THE RECORDS
※ ※ ※

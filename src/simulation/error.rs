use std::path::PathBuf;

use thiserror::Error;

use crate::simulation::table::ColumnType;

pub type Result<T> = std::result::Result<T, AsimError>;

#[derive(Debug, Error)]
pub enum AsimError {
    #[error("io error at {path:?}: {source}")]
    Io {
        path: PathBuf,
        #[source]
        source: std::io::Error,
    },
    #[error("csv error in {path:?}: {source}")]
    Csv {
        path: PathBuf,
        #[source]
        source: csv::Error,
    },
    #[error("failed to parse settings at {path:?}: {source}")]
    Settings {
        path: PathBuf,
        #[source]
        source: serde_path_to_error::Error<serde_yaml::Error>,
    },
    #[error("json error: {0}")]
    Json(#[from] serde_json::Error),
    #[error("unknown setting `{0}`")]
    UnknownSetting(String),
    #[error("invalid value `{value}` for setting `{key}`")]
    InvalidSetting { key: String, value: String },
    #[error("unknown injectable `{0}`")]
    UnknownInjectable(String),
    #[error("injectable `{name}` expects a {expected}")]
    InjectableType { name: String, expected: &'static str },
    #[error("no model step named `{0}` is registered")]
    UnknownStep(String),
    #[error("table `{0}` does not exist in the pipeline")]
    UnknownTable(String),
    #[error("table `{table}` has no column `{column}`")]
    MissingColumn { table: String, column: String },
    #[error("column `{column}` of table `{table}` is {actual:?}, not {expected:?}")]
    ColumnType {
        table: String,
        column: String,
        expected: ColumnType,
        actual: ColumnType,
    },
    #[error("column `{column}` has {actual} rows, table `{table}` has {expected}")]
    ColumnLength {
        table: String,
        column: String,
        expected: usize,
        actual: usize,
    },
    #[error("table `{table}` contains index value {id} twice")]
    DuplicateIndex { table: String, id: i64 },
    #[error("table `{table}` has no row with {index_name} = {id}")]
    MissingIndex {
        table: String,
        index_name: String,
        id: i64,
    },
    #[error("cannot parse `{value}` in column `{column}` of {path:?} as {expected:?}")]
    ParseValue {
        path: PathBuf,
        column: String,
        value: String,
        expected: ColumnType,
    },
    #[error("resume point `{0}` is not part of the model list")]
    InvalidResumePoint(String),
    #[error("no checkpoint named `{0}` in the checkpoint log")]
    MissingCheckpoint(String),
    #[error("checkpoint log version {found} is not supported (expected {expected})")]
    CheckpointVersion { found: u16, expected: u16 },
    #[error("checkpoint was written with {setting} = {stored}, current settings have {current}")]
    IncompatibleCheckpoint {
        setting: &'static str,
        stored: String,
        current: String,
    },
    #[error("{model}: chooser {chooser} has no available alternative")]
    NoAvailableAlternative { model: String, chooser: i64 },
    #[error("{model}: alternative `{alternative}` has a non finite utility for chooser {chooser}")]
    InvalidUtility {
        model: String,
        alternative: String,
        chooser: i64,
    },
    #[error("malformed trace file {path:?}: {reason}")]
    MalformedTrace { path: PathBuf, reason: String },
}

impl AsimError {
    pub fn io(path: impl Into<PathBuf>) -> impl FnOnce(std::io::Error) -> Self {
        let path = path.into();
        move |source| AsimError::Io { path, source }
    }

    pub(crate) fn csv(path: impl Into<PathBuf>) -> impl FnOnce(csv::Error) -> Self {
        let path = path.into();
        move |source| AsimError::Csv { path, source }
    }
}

※ ※ ※

ABOUT THIS TASK
All the material, top to bottom: write it out again precisely.

WRITTEN SOLUTION
filename src/simulation/error.rs
use std::path::PathBuf;

use thiserror::Error;

use crate::simulation::table::ColumnType;

pub type Result<T> = std::result::Result<T, AsimError>;

#[derive(Debug, Error)]
pub enum AsimError {
    #[error("io error at {path:?}: {source}")]
    Io {
        path: PathBuf,
        #[source]
        source: std::io::Error,
    },
    #[error("csv error in {path:?}: {source}")]
    Csv {
        path: PathBuf,
        #[source]
        source: csv::Error,
    },
    #[error("failed to parse settings at {path:?}: {source}")]
    Settings {
        path: PathBuf,
        #[source]
        source: serde_path_to_error::Error<serde_yaml::Error>,
    },
    #[error("json error: {0}")]
    Json(#[from] serde_json::Error),
    #[error("unknown setting `{0}`")]
    UnknownSetting(String),
    #[error("invalid value `{value}` for setting `{key}`")]
    InvalidSetting { key: String, value: String },
    #[error("unknown injectable `{0}`")]
    UnknownInjectable(String),
    #[error("injectable `{name}` expects a {expected}")]
    InjectableType { name: String, expected: &'static str },
    #[error("no model step named `{0}` is registered")]
    UnknownStep(String),
    #[error("table `{0}` does not exist in the pipeline")]
    UnknownTable(String),
    #[error("table `{table}` has no column `{column}`")]
    MissingColumn { table: String, column: String },
    #[error("column `{column}` of table `{table}` is {actual:?}, not {expected:?}")]
    ColumnType {
        table: String,
        column: String,
        expected: ColumnType,
        actual: ColumnType,
    },
    #[error("column `{column}` has {actual} rows, table `{table}` has {expected}")]
    ColumnLength {
        table: String,
        column: String,
        expected: usize,
        actual: usize,
    },
    #[error("table `{table}` contains index value {id} twice")]
    DuplicateIndex { table: String, id: i64 },
    #[error("table `{table}` has no row with {index_name} = {id}")]
    MissingIndex {
        table: String,
        index_name: String,
        id: i64,
    },
    #[error("cannot parse `{value}` in column `{column}` of {path:?} as {expected:?}")]
    ParseValue {
        path: PathBuf,
        column: String,
        value: String,
        expected: ColumnType,
    },
    #[error("resume point `{0}` is not part of the model list")]
    InvalidResumePoint(String),
    #[error("no checkpoint named `{0}` in the checkpoint log")]
    MissingCheckpoint(String),
    #[error("checkpoint log version {found} is not supported (expected {expected})")]
    CheckpointVersion { found: u16, expected: u16 },
    #[error("checkpoint was written with {setting} = {stored}, current settings have {current}")]
    IncompatibleCheckpoint {
        setting: &'static str,
        stored: String,
        current: String,
    },
    #[error("{model}: chooser {chooser} has no available alternative")]
    NoAvailableAlternative { model: String, chooser: i64 },
    #[error("{model}: alternative `{alternative}` has a non finite utility for chooser {chooser}")]
    InvalidUtility {
        model: String,
        alternative: String,
        chooser: i64,
    },
    #[error("malformed trace file {path:?}: {reason}")]
    MalformedTrace { path: PathBuf, reason: String },
}

impl AsimError {
    pub fn io(path: impl Into<PathBuf>) -> impl FnOnce(std::io::Error) -> Self {
        let path = path.into();
        move |source| AsimError::Io { path, source }
    }

    pub(crate) fn csv(path: impl Into<PathBuf>) -> impl FnOnce(csv::Error) -> Self {
        let path = path.into();
        move |source| AsimError::Csv { path, source }
    }
}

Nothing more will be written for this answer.